*Goal of the exercise:*
Return precisely the opening lines of the listing below, ending with the line that contains "use std::sync::Arc;".

*Available records:*
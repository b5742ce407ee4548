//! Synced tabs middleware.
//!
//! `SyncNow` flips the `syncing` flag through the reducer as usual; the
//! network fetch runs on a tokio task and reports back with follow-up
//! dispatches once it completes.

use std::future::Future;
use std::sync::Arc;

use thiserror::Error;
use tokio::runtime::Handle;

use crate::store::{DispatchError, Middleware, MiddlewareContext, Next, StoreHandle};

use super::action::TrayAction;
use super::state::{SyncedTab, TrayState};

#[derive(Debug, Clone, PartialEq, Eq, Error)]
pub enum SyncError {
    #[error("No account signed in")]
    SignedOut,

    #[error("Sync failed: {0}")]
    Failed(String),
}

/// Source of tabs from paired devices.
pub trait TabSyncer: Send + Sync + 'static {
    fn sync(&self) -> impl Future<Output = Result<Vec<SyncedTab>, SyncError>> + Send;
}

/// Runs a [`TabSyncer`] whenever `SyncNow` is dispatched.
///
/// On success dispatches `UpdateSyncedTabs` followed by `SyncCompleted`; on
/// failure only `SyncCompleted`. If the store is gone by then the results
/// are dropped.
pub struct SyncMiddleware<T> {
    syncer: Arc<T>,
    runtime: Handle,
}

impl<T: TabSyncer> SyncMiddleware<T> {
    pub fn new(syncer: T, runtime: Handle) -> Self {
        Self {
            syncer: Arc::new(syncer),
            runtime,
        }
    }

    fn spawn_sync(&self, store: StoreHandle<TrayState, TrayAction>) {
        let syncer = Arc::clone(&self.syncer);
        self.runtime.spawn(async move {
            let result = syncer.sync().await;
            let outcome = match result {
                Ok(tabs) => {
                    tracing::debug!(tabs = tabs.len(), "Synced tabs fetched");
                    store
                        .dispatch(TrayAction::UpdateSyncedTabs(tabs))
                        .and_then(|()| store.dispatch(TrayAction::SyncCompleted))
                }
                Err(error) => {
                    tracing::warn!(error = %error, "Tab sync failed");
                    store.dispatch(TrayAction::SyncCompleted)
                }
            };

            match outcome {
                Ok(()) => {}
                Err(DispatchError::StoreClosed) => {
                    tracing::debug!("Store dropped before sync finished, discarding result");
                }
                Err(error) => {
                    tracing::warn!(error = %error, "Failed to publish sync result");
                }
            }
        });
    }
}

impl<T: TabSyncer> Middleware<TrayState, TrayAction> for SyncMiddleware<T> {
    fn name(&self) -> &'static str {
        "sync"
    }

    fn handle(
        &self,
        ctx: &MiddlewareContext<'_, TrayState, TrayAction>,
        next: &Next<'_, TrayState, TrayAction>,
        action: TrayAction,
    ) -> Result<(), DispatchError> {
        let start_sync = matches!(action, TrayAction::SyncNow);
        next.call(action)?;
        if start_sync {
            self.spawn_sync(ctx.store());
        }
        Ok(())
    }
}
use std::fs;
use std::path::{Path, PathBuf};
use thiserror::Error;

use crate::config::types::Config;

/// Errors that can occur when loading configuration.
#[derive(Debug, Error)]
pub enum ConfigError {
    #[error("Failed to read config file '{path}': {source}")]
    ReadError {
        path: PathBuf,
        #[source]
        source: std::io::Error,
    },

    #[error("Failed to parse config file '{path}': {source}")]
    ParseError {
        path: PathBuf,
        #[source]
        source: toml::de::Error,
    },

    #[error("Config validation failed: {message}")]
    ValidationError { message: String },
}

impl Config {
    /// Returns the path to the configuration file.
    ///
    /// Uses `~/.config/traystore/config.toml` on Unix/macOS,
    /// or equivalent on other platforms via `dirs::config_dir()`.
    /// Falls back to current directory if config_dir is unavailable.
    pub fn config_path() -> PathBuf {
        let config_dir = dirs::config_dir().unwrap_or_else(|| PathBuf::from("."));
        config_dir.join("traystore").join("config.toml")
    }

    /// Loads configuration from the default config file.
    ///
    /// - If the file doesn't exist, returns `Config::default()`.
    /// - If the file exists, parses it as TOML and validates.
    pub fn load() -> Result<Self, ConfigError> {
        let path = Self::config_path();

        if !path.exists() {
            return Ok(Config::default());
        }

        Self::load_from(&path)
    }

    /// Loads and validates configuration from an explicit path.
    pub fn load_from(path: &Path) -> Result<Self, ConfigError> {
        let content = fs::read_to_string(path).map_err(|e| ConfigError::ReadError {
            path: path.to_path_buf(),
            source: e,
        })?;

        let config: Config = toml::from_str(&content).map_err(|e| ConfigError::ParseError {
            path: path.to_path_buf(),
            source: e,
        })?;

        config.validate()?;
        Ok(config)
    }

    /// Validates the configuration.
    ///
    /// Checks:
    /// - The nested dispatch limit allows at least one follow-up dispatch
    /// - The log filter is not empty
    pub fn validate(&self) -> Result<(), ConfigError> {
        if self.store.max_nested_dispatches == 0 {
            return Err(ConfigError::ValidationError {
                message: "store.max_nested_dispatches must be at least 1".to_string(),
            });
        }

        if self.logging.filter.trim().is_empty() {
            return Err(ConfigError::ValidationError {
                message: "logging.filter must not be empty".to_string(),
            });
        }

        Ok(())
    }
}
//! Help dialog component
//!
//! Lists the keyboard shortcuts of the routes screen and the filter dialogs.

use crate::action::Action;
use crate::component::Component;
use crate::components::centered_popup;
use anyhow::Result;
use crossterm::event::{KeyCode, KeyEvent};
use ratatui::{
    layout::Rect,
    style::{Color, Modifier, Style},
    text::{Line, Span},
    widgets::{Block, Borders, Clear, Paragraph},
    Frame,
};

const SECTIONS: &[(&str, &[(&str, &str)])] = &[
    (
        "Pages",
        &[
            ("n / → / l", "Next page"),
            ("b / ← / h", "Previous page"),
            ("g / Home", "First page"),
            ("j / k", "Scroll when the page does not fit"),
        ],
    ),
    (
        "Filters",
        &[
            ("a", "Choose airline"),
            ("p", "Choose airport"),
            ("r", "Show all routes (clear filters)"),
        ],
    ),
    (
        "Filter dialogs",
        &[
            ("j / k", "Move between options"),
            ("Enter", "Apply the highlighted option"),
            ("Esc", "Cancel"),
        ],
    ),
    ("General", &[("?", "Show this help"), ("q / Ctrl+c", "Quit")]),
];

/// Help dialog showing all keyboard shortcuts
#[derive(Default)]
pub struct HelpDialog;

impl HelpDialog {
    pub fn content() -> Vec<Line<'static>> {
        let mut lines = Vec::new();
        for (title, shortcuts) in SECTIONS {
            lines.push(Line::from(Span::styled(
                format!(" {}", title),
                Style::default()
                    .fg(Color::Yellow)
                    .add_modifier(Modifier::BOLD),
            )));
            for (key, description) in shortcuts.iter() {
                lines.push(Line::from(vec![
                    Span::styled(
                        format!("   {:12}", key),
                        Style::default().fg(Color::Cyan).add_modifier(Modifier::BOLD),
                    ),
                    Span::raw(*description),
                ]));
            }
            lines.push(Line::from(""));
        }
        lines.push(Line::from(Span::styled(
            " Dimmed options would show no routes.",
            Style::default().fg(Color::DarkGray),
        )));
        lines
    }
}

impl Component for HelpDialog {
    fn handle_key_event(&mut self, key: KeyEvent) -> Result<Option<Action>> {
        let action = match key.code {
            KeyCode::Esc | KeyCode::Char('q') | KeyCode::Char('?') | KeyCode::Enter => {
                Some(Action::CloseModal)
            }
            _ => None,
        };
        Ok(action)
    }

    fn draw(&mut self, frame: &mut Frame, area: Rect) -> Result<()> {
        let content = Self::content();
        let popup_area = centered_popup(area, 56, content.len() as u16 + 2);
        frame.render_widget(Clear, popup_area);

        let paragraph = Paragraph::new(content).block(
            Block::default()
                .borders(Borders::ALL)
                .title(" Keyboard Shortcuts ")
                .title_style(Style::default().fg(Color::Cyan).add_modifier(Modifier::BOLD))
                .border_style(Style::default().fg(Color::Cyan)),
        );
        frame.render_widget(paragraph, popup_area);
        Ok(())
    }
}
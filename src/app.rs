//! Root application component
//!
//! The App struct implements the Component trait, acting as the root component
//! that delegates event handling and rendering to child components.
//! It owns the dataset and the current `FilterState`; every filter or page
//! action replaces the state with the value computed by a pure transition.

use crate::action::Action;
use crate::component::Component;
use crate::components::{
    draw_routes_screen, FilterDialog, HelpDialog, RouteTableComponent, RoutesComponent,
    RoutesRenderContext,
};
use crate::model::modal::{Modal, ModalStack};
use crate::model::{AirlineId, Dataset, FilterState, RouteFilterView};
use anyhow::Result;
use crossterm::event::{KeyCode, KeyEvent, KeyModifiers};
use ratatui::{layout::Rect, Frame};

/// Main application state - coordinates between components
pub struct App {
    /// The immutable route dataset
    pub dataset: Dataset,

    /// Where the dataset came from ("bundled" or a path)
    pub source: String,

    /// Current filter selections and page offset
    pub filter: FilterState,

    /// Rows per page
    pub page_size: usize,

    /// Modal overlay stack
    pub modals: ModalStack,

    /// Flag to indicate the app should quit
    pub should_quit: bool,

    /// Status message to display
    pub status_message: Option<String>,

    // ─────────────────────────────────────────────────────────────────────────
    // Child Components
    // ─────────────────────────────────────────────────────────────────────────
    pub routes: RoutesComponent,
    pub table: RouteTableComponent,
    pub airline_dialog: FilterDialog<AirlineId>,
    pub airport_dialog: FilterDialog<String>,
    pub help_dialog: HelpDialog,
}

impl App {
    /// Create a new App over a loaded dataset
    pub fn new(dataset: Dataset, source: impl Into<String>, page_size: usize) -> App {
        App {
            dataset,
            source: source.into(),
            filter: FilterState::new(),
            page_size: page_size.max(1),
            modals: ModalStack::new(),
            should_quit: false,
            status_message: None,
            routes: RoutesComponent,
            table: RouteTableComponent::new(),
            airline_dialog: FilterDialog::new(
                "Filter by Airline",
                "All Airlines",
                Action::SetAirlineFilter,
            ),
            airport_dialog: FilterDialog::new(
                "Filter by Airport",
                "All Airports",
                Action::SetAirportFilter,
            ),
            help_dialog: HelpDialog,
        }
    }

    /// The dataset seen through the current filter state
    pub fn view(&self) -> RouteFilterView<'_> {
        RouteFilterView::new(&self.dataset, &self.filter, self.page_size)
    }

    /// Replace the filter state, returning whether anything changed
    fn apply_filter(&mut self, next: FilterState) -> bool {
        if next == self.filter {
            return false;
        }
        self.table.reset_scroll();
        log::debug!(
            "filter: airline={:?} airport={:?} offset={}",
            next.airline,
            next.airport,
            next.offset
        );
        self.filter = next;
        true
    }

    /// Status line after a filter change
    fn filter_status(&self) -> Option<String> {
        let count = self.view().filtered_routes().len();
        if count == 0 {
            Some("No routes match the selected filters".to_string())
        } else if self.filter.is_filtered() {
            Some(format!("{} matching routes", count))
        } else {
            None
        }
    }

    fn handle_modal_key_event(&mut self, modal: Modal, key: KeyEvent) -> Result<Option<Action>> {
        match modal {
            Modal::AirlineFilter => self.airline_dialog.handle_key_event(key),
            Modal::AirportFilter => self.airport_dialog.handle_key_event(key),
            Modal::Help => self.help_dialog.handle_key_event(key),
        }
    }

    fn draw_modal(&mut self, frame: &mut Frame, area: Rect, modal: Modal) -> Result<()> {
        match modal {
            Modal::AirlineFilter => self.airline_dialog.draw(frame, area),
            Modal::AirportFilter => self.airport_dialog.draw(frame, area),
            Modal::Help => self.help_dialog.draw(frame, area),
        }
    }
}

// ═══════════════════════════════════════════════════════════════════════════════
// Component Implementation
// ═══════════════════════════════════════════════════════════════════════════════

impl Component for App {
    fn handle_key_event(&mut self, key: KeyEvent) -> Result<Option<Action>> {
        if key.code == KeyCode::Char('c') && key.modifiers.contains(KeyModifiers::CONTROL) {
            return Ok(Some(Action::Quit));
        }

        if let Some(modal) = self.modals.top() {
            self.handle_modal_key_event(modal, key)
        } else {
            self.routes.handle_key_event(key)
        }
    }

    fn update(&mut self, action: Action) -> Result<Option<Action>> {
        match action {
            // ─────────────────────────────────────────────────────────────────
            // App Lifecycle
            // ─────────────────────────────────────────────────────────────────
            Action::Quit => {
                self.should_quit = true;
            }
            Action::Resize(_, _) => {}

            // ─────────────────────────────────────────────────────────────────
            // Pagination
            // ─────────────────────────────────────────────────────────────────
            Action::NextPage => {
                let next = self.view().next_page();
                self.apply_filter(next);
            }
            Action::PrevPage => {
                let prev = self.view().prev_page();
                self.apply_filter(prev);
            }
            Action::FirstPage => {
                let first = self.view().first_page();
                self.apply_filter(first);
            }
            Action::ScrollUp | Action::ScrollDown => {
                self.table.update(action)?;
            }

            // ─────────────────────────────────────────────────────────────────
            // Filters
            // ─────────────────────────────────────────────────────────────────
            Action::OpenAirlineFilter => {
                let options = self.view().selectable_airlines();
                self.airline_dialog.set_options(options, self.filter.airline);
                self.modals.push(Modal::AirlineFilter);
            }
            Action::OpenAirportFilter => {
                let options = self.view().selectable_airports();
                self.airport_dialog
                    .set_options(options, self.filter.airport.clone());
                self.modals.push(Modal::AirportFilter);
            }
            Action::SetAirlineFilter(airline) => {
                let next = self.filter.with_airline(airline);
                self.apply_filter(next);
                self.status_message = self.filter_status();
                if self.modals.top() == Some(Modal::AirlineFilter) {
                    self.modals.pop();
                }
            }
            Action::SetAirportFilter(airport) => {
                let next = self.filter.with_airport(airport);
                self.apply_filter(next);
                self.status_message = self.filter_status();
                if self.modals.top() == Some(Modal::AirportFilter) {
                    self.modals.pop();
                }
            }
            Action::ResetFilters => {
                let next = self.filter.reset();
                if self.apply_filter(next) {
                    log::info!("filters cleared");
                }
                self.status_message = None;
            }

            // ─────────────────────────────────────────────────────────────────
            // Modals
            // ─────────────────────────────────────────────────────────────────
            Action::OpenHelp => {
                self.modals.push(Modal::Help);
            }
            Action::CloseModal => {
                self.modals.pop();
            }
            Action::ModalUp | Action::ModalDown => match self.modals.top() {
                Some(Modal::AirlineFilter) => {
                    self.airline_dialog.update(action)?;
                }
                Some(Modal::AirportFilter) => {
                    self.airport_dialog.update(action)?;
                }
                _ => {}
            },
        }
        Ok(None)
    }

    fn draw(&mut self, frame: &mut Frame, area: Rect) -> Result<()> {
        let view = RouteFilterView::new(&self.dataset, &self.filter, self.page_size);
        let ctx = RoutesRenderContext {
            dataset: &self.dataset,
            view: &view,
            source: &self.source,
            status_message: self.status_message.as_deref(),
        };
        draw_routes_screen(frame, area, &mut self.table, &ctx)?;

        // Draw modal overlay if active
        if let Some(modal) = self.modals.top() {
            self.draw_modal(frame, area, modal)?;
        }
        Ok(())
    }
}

*Written reply:*
repository b5742ce407ee4548
//! Synced tabs middleware.
//!
//! `SyncNow` flips the `syncing` flag through the reducer as usual; the
//! network fetch runs on a tokio task and reports back with follow-up
//! dispatches once it completes.

use std::future::Future;
use std::sync::Arc;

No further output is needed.